● **EXERCISE PROMPT**: Go over the lines below, and when one contains the word "after", copy it.

Data items:
------------------------------------
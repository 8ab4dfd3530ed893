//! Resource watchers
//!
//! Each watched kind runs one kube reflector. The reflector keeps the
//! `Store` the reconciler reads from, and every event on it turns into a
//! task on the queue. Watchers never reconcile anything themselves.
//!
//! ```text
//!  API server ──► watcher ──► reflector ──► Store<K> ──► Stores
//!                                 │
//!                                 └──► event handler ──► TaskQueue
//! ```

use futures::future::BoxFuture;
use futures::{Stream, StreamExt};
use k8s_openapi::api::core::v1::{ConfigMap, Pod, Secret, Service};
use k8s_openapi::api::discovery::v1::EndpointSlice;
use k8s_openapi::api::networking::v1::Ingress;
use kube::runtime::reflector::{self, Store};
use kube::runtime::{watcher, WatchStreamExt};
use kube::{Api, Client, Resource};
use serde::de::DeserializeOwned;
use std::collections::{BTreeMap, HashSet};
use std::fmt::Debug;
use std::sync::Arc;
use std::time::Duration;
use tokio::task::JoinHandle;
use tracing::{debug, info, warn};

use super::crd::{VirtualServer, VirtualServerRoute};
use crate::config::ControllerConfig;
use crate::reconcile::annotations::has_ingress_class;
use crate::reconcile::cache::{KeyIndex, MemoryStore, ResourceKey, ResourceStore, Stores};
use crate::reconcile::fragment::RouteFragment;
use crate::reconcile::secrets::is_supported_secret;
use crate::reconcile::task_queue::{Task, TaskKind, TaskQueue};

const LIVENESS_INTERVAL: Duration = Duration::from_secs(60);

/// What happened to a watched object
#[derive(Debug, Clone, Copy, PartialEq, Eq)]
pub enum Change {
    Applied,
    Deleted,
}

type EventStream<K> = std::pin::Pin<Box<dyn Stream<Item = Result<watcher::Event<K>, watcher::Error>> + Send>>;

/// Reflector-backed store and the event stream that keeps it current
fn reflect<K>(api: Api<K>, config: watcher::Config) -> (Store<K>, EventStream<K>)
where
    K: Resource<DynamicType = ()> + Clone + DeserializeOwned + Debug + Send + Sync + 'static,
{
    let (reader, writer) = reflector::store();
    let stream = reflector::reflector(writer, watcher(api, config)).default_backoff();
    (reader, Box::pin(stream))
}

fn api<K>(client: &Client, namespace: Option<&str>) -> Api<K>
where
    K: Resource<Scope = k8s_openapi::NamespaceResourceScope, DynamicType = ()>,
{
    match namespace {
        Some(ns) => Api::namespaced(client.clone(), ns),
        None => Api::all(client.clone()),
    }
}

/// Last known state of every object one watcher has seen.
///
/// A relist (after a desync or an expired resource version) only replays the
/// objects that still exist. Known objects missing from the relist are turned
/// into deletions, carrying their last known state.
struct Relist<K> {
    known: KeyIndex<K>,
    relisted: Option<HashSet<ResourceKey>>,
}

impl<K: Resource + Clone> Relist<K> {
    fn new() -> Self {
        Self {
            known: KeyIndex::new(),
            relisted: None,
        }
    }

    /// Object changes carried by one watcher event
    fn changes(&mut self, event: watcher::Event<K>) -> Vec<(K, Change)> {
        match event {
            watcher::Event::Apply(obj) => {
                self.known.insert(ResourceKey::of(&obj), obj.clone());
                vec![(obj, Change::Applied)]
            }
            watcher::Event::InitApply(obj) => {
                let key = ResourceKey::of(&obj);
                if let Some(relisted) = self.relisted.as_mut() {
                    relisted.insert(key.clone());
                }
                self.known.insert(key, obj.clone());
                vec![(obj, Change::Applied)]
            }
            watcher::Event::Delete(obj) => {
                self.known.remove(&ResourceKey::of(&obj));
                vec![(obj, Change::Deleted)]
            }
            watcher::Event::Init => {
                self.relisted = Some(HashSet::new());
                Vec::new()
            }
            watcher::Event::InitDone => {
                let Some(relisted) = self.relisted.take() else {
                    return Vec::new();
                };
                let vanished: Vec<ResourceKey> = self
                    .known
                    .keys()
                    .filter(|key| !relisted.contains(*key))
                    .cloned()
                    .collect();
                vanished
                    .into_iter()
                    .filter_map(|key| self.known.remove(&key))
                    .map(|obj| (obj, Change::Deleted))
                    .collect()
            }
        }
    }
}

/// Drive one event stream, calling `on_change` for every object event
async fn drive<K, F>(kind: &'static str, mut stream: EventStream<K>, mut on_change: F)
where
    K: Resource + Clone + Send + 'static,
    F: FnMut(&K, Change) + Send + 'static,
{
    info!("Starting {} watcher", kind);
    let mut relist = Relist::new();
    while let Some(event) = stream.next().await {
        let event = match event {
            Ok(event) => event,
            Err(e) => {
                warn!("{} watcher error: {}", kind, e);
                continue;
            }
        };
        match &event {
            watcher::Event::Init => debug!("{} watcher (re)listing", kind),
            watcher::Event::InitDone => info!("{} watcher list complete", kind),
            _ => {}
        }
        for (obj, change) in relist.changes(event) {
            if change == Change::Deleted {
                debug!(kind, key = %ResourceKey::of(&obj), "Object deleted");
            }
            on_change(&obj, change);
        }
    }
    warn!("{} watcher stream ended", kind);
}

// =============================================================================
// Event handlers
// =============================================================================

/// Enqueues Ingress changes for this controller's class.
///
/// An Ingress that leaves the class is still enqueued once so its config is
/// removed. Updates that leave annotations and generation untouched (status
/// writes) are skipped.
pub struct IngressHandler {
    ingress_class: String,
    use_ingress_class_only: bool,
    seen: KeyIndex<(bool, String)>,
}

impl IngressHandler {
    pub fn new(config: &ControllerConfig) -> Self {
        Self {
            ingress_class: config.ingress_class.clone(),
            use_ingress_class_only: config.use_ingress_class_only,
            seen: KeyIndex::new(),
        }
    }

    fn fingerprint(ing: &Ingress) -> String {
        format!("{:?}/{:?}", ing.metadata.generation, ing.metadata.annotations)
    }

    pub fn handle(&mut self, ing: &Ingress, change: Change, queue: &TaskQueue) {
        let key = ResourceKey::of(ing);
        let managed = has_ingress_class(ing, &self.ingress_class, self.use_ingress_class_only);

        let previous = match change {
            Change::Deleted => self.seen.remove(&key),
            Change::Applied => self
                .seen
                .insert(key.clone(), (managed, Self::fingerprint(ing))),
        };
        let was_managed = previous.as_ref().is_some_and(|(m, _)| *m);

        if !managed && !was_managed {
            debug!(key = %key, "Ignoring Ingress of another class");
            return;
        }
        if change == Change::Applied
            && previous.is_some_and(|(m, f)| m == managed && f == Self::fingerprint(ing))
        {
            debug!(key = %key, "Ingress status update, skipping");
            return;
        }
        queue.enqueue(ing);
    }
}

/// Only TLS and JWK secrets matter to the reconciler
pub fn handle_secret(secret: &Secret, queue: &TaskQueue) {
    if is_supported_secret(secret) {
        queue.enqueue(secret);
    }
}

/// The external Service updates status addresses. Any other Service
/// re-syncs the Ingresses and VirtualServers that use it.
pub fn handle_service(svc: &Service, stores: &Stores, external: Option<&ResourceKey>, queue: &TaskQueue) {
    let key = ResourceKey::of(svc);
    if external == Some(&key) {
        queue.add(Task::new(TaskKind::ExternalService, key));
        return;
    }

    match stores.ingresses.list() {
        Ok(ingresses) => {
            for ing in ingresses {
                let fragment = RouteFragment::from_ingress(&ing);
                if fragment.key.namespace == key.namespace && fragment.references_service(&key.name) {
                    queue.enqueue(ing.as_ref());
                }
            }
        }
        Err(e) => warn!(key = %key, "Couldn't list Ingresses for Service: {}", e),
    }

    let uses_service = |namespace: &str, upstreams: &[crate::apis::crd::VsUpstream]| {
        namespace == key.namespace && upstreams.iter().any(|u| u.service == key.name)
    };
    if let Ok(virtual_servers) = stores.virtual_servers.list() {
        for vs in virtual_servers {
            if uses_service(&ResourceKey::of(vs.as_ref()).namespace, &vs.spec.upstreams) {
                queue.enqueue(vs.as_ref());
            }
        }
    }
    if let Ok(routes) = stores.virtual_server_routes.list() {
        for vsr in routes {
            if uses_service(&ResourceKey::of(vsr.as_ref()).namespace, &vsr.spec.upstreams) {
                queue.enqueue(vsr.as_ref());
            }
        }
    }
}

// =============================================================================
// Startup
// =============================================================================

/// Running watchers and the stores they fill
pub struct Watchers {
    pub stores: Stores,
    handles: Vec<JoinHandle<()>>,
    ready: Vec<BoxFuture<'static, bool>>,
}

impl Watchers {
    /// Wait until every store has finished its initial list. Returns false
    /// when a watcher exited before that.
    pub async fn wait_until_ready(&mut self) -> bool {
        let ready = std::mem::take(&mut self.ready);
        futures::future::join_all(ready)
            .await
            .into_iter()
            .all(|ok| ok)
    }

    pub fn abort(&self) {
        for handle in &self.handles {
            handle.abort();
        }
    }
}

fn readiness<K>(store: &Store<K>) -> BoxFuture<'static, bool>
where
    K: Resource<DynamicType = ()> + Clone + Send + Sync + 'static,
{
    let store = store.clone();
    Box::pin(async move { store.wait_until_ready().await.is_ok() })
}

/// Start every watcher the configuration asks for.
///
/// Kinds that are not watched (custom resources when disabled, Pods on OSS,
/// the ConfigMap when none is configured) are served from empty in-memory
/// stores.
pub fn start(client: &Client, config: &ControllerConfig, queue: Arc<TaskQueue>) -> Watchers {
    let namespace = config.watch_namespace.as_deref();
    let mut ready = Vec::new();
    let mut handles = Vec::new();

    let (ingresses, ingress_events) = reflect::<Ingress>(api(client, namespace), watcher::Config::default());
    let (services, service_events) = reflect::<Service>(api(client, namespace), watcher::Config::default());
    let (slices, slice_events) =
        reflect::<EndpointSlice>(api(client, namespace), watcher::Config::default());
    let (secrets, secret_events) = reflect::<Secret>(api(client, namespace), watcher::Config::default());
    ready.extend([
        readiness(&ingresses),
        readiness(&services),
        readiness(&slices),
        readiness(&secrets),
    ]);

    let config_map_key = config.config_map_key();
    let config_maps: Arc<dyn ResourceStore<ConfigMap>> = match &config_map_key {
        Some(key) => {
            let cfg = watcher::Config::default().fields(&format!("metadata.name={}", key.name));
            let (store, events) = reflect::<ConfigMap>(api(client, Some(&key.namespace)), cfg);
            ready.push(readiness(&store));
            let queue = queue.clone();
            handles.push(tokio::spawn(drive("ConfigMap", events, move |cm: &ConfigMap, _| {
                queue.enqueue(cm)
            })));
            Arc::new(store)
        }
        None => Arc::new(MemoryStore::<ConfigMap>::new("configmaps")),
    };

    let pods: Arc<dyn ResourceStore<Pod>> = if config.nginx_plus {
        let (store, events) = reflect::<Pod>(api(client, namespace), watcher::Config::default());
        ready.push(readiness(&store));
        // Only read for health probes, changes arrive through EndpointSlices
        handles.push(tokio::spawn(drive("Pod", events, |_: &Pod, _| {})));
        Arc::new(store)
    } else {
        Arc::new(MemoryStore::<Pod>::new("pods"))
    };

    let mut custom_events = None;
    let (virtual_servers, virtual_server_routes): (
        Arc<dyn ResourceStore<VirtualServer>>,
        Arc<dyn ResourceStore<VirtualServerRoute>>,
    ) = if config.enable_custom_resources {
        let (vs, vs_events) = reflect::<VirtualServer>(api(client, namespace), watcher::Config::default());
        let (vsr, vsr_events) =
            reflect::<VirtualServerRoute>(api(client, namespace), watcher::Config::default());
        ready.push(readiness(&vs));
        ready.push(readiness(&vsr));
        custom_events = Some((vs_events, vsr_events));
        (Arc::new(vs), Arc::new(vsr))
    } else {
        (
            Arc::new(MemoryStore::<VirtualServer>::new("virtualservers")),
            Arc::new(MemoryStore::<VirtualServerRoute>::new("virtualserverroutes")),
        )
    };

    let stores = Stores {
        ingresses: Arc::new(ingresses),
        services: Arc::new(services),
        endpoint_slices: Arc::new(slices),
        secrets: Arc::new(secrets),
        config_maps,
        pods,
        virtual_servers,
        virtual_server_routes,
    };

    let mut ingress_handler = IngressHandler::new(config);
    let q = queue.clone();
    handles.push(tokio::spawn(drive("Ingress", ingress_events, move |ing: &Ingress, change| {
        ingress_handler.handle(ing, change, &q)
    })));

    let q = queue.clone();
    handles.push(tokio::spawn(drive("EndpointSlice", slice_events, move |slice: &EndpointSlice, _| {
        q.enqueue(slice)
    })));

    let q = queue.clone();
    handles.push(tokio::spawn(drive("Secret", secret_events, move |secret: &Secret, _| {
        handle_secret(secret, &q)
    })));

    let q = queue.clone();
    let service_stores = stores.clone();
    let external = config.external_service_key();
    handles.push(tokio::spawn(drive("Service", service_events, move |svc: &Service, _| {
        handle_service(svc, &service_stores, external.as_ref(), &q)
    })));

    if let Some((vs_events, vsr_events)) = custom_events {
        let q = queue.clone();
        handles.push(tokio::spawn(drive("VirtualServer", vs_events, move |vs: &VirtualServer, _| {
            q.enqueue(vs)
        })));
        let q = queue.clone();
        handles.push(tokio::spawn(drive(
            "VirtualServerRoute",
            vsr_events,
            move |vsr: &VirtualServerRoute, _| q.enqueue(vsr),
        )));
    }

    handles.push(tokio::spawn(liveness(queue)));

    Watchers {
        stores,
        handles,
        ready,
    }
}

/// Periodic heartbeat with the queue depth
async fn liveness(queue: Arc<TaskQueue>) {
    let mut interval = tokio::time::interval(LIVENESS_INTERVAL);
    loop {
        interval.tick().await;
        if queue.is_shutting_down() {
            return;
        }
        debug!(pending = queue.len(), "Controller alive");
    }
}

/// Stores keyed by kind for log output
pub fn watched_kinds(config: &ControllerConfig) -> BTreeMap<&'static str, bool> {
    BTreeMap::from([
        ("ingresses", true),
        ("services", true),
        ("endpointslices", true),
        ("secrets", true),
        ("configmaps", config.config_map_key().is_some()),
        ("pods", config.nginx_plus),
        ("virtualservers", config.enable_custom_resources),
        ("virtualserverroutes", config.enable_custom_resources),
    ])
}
------------------------------------
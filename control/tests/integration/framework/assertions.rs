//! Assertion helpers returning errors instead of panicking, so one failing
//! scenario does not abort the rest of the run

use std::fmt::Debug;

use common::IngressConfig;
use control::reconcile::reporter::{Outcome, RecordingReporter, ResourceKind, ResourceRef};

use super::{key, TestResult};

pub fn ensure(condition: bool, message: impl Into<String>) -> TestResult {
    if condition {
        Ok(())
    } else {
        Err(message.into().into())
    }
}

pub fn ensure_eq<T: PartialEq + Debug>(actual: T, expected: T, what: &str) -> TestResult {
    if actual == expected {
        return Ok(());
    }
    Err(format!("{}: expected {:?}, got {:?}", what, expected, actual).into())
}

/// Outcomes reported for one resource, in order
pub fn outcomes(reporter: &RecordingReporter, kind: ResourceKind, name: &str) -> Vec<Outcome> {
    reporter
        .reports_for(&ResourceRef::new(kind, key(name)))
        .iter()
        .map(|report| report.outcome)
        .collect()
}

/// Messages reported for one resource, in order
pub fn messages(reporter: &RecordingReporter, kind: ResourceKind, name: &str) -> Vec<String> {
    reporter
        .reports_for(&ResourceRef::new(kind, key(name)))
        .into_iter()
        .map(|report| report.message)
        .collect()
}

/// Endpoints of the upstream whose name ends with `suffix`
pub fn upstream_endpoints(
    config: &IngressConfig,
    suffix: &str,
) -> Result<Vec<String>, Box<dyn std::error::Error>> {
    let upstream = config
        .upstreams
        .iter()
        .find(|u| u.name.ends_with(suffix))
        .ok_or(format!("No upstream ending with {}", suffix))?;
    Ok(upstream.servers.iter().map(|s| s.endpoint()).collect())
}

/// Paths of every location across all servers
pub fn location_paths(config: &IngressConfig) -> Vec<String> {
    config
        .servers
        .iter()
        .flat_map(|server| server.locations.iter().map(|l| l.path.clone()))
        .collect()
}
------------------------------------
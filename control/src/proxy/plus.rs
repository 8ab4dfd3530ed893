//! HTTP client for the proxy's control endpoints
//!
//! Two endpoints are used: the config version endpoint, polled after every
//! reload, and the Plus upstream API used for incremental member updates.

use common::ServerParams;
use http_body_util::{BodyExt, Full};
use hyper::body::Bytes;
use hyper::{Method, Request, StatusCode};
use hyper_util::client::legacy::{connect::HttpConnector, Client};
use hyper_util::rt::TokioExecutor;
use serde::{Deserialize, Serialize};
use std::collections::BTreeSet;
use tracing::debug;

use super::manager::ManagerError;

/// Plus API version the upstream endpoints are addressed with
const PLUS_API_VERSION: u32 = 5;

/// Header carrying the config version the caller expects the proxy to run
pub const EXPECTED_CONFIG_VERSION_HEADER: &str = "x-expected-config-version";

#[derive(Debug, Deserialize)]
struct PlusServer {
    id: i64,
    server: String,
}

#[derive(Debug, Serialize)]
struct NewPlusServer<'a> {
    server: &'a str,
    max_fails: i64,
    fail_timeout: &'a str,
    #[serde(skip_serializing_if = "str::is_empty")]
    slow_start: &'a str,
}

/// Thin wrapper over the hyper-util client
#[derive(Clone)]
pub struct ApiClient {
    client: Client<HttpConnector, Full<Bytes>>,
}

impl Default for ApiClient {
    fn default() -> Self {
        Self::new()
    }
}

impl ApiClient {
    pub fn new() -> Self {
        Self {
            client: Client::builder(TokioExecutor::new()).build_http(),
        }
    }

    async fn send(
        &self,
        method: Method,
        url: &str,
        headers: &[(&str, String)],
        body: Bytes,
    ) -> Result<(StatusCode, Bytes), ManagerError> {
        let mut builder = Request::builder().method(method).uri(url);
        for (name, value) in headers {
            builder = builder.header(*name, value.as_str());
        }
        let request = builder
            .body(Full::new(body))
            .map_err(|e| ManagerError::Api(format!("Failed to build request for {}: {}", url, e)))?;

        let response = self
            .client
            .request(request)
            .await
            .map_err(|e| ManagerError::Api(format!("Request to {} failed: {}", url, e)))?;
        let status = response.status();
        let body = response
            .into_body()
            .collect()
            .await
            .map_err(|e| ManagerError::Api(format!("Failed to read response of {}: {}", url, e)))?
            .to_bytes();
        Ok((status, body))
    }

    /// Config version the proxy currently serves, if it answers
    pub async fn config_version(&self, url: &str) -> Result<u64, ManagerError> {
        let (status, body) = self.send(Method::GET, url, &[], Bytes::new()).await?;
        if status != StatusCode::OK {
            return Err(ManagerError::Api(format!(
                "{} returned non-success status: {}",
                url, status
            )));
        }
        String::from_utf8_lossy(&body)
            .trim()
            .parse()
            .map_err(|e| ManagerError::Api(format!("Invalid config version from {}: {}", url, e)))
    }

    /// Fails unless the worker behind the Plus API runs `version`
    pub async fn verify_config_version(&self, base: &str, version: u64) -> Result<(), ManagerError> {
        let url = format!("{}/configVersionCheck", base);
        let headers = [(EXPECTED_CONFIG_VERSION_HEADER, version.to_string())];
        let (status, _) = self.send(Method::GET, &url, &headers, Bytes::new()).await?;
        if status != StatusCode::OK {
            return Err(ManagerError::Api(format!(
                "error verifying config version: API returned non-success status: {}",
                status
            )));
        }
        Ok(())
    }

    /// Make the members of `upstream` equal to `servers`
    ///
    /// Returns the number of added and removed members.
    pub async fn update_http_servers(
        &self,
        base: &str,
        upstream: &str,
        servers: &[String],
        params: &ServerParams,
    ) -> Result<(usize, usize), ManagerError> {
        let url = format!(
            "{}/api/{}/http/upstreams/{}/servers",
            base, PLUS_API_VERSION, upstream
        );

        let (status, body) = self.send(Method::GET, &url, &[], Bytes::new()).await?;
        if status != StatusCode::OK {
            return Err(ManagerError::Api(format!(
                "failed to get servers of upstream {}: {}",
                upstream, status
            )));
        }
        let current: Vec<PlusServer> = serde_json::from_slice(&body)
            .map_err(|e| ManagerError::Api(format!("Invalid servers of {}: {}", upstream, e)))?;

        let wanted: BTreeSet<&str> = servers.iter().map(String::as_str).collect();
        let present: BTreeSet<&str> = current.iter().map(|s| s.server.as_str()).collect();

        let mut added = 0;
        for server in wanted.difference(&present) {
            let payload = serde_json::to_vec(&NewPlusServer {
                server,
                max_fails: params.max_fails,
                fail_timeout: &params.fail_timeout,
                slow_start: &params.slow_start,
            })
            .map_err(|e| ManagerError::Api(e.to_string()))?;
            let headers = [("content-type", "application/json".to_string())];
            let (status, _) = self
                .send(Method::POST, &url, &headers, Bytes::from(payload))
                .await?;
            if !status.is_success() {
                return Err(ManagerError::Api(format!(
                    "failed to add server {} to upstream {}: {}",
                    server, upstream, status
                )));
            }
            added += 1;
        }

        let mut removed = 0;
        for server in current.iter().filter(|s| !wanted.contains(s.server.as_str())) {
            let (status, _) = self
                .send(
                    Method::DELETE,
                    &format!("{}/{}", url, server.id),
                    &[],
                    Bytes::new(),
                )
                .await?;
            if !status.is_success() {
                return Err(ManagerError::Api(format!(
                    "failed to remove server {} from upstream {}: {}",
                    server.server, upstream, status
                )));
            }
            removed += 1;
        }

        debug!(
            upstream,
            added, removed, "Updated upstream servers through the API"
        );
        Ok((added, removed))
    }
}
------------------------------------
● **ANSWER BELOW**:
/// A relist (after a desync or an expired resource version) only replays the
//! Two endpoints are used: the config version endpoint, polled after every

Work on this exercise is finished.